Monday, December 21, 2015

Review of Strange Loyalties by William McIlvanney (1991, Canongate)

After the death of his younger brother, Scott, Laidlaw decides to take a week’s break from the Glasgow police force to do a little private investigating.  Scott’s death seems like a straightforward misadventure, stepping drunkenly in front of an unsuspecting motorist.  However, Laidlaw is puzzled as to why his brother would have been so careless.  He therefore sets about trying to piece together a life that he barely knows despite being kin, though nobody else shares his desire to rake over the past.  Moreover, his new obsession is threatening his present relationship.  Nonetheless, Laidlaw has set off on a path of discovery and he’s determined to uncover the truth regardless of consequence.
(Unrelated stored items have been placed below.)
use std::fmt::Display;

use chrono::NaiveDateTime;
use polars::prelude::*;
use serde::Serialize;
use wtcflux_parser::Channel;

use crate::aggregator::{ChamberBinRecord, TreatmentBinRecord};
use crate::error::{PipelineError, Result};
use crate::solver::LeafPrediction;

#[derive(Debug, Clone, PartialEq, Serialize)]
pub struct SeriesPoint {
    pub time: NaiveDateTime,
    pub group: String,
    pub mean: Option<f64>,
    pub standard_error: Option<f64>,
    pub n: usize,
}

/// One channel's `(time, group, mean, standard error)` tuples, in row order.
#[derive(Debug, Clone, PartialEq, Serialize)]
pub struct ChannelSeries {
    pub channel: Channel,
    pub points: Vec<SeriesPoint>,
}

pub fn channel_series<K: Display>(
    rows: &[TreatmentBinRecord<K>],
    channel: Channel,
) -> ChannelSeries {
    let points = rows
        .iter()
        .map(|row| series_point(row, row.bin.start(), channel))
        .collect();
    ChannelSeries { channel, points }
}

/// Points for one group whose time index was rebuilt separately, paired positionally.
pub fn indexed_points<K: Display>(
    rows: &[&TreatmentBinRecord<K>],
    index: &[NaiveDateTime],
    channel: Channel,
) -> Vec<SeriesPoint> {
    rows.iter()
        .zip(index)
        .map(|(row, time)| series_point(row, *time, channel))
        .collect()
}

fn series_point<K: Display>(
    row: &TreatmentBinRecord<K>,
    time: NaiveDateTime,
    channel: Channel,
) -> SeriesPoint {
    let stats = row.stats(channel);
    SeriesPoint {
        time,
        group: row.key.to_string(),
        mean: stats.mean,
        standard_error: stats.standard_error,
        n: stats.count,
    }
}

pub fn all_channel_series<K: Display>(rows: &[TreatmentBinRecord<K>]) -> Vec<ChannelSeries> {
    Channel::ALL
        .iter()
        .map(|channel| channel_series(rows, *channel))
        .collect()
}

/// Long layout: one row per (time, group, channel).
pub fn series_frame(series: &[ChannelSeries]) -> Result<DataFrame> {
    let total: usize = series.iter().map(|s| s.points.len()).sum();
    let mut times = Vec::with_capacity(total);
    let mut groups = Vec::with_capacity(total);
    let mut channels = Vec::with_capacity(total);
    let mut means = Vec::with_capacity(total);
    let mut standard_errors = Vec::with_capacity(total);
    let mut counts = Vec::with_capacity(total);

    for s in series {
        for point in &s.points {
            times.push(to_micros(point.time));
            groups.push(point.group.as_str());
            channels.push(s.channel.canonical_name());
            means.push(point.mean);
            standard_errors.push(point.standard_error);
            counts.push(count_u32(point.n)?);
        }
    }

    let df = DataFrame::new(vec![
        datetime_series("time", times)?.into(),
        Series::new("group".into(), groups).into(),
        Series::new("channel".into(), channels).into(),
        Series::new("mean".into(), means).into(),
        Series::new("standard_error".into(), standard_errors).into(),
        Series::new("n".into(), counts).into(),
    ])?;
    Ok(df)
}

pub fn treatment_frame<K: Display>(rows: &[TreatmentBinRecord<K>]) -> Result<DataFrame> {
    series_frame(&all_channel_series(rows))
}

/// Wide layout of Stage A rows: identifying columns then one column per channel mean.
pub fn chamber_frame(rows: &[ChamberBinRecord]) -> Result<DataFrame> {
    let times: Vec<i64> = rows.iter().map(|row| to_micros(row.bin.start())).collect();
    let chambers: Vec<&str> = rows.iter().map(|row| row.chamber.as_str()).collect();
    let temperature: Vec<&str> = rows.iter().map(|row| row.temperature.as_str()).collect();
    let heatwave: Vec<&str> = rows.iter().map(|row| row.heatwave.as_str()).collect();
    let composite: Vec<&str> = rows.iter().map(|row| row.composite.as_str()).collect();
    let reading_counts = rows
        .iter()
        .map(|row| count_u32(row.reading_count))
        .collect::<Result<Vec<u32>>>()?;

    let mut columns: Vec<Column> = vec![
        datetime_series("time", times)?.into(),
        Series::new("chamber".into(), chambers).into(),
        Series::new("temperature_treatment".into(), temperature).into(),
        Series::new("heatwave_treatment".into(), heatwave).into(),
        Series::new("composite_treatment".into(), composite).into(),
        Series::new("reading_count".into(), reading_counts).into(),
    ];
    for channel in Channel::ALL {
        let values: Vec<Option<f64>> = rows.iter().map(|row| row.means.get(channel)).collect();
        columns.push(Series::new(channel.canonical_name().into(), values).into());
    }

    Ok(DataFrame::new(columns)?)
}

pub fn prediction_frame(predictions: &[LeafPrediction]) -> Result<DataFrame> {
    let times: Vec<i64> = predictions.iter().map(|p| to_micros(p.bin.start())).collect();
    let chambers: Vec<&str> = predictions.iter().map(|p| p.chamber.as_str()).collect();
    let an: Vec<f64> = predictions.iter().map(|p| p.net_assimilation).collect();
    let gsw: Vec<f64> = predictions.iter().map(|p| p.stomatal_conductance).collect();
    let et: Vec<f64> = predictions.iter().map(|p| p.transpiration_mmol).collect();
    let le: Vec<f64> = predictions.iter().map(|p| p.latent_heat).collect();

    Ok(DataFrame::new(vec![
        datetime_series("time", times)?.into(),
        Series::new("chamber".into(), chambers).into(),
        Series::new("net_assimilation".into(), an).into(),
        Series::new("stomatal_conductance".into(), gsw).into(),
        Series::new("transpiration_mmol".into(), et).into(),
        Series::new("latent_heat".into(), le).into(),
    ])?)
}

fn datetime_series(name: &str, micros: Vec<i64>) -> Result<Series> {
    Ok(Series::new(name.into(), micros)
        .cast(&DataType::Datetime(TimeUnit::Microseconds, None))?)
}

fn count_u32(count: usize) -> Result<u32> {
    u32::try_from(count)
        .map_err(|_| PipelineError::Config(format!("count {count} does not fit a u32 column")))
}

fn to_micros(dt: NaiveDateTime) -> i64 {
    dt.and_utc().timestamp_micros()
}

#[cfg(test)]
mod tests {
    use super::*;
    use crate::aggregator::{ChannelStats, ChannelSummary};
    use crate::binning::{bin_timestamp, BinWidth};
    use crate::treatments::HeatwaveTreatment;
    use chrono::NaiveDate;
    use polars::prelude::*;

    fn bin(hour: u32) -> crate::binning::TimeBin {
        let ts = NaiveDate::from_ymd_opt(2016, 11, 2)
            .unwrap()
            .and_hms_opt(hour, 0, 0)
            .unwrap();
        bin_timestamp(ts, BinWidth::HOURLY)
    }

    fn record(hour: u32, key: HeatwaveTreatment) -> TreatmentBinRecord<HeatwaveTreatment> {
        TreatmentBinRecord {
            bin: bin(hour),
            key,
            chamber_count: 6,
            stats: ChannelSummary::default(),
        }
    }

    #[test]
    fn channel_series_follows_row_order() {
        let rows = vec![
            record(10, HeatwaveTreatment::Control),
            record(10, HeatwaveTreatment::Heatwave),
            record(11, HeatwaveTreatment::Control),
        ];
        let series = channel_series(&rows, Channel::Photo);
        let groups: Vec<&str> = series.points.iter().map(|p| p.group.as_str()).collect();
        assert_eq!(groups, ["C", "HW", "C"]);
        assert_eq!(series.points[2].time, bin(11).start());
        assert_eq!(series.points[0].mean, None);
        assert_eq!(series.points[0].n, 0);
    }

    #[test]
    fn treatment_frame_is_long_over_channels() {
        let rows = vec![record(10, HeatwaveTreatment::Control)];
        let df = treatment_frame(&rows).unwrap();
        assert_eq!(df.height(), Channel::COUNT);
        let channels: Vec<Option<&str>> =
            df.column("channel").unwrap().str().unwrap().into_iter().collect();
        assert_eq!(channels[0], Some("par"));
        assert_eq!(channels[Channel::COUNT - 1], Some("wind_speed"));
        assert_eq!(df.column("mean").unwrap().null_count(), Channel::COUNT);
    }

    #[test]
    fn indexed_points_take_their_time_from_the_index() {
        let rows = [record(10, HeatwaveTreatment::Heatwave)];
        let refs: Vec<&TreatmentBinRecord<HeatwaveTreatment>> = rows.iter().collect();
        let replacement = bin(0).start();
        let points = indexed_points(&refs, &[replacement], Channel::Trans);
        assert_eq!(points.len(), 1);
        assert_eq!(points[0].time, replacement);
        assert_eq!(points[0].group, "HW");
    }

    #[test]
    fn stats_flow_into_the_frame() {
        let mut row = record(12, HeatwaveTreatment::Heatwave);
        row.stats.set(Channel::Photo, ChannelStats::from_values(&[6.0, 7.0]));

        let df = series_frame(&[channel_series(&[row], Channel::Photo)]).unwrap();
        let expected = df![
            "group" => &["HW"],
            "channel" => &["photo"],
            "mean" => &[6.5f64],
            "n" => &[2u32],
        ]
        .unwrap();
        assert!(df
            .select(["group", "channel", "mean", "n"])
            .unwrap()
            .equals(&expected));
        let se = df.column("standard_error").unwrap().f64().unwrap().get(0);
        let se = se.unwrap();
        assert!((se - 0.5).abs() < 1e-12);
    }

    #[test]
    fn prediction_frame_has_one_row_per_prediction() {
        let prediction = LeafPrediction {
            bin: bin(13),
            chamber: "C07".to_string(),
            drivers: crate::solver::LeafDrivers {
                air_temperature_c: 40.0,
                leaf_temperature_c: 42.0,
                par_umol_m2_s: 1800.0,
                vpd_pa: 5000.0,
                wind_speed_m_s: 8.0,
                pressure_pa: 100_000.0,
                ambient_co2_umol_mol: 400.0,
            },
            net_assimilation: 9.0,
            stomatal_conductance: 0.1,
            transpiration_mmol: 3.2,
            latent_heat: 140.0,
        };
        let df = prediction_frame(&[prediction]).unwrap();
        assert_eq!(df.height(), 1);
        assert_eq!(
            df.column("transpiration_mmol").unwrap().f64().unwrap().get(0),
            Some(3.2)
        );
    }

    #[test]
    fn counts_beyond_u32_are_rejected() {
        assert_eq!(count_u32(7).unwrap(), 7);
        let too_many = usize::try_from(u64::from(u32::MAX) + 1).unwrap();
        assert!(matches!(count_u32(too_many), Err(PipelineError::Config(_))));
    }
}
Strange Loyalties is the third book in the excellent Laidlaw trilogy (you can find my reviews of the first two books here and here).  Whereas the first two are written in the third person, for this more personal outing McIlvanney swaps to a first person perspective, providing a richer perspective on the complexities and inner reflections of Laidlaw, a man driven by the need to find the truth and deliver justice, but burdened with an in-built self-destructive streak.  What separates McIlvanney’s crime fiction from most is, I think, its literary sensibilities.  While the stories are very much of the crime genre and are dark and gritty tales, they are crafted with prose and are rich in philosophical reflection.  Indeed, the central question at the heart of the tales is ‘what does this all mean?’ rather than simply ‘who did this?’  And so it is with Strange Loyalties, with Laidlaw trying to come to terms with the untimely death of his brother, picking away at questions that no-one wants answered except him.  While the telling is a little stilted at first, it soon finds its groove.  And while it is not the most cheery of tales it is compelling and haunting with Laidlaw seeking a truth that he knows he does not want to know.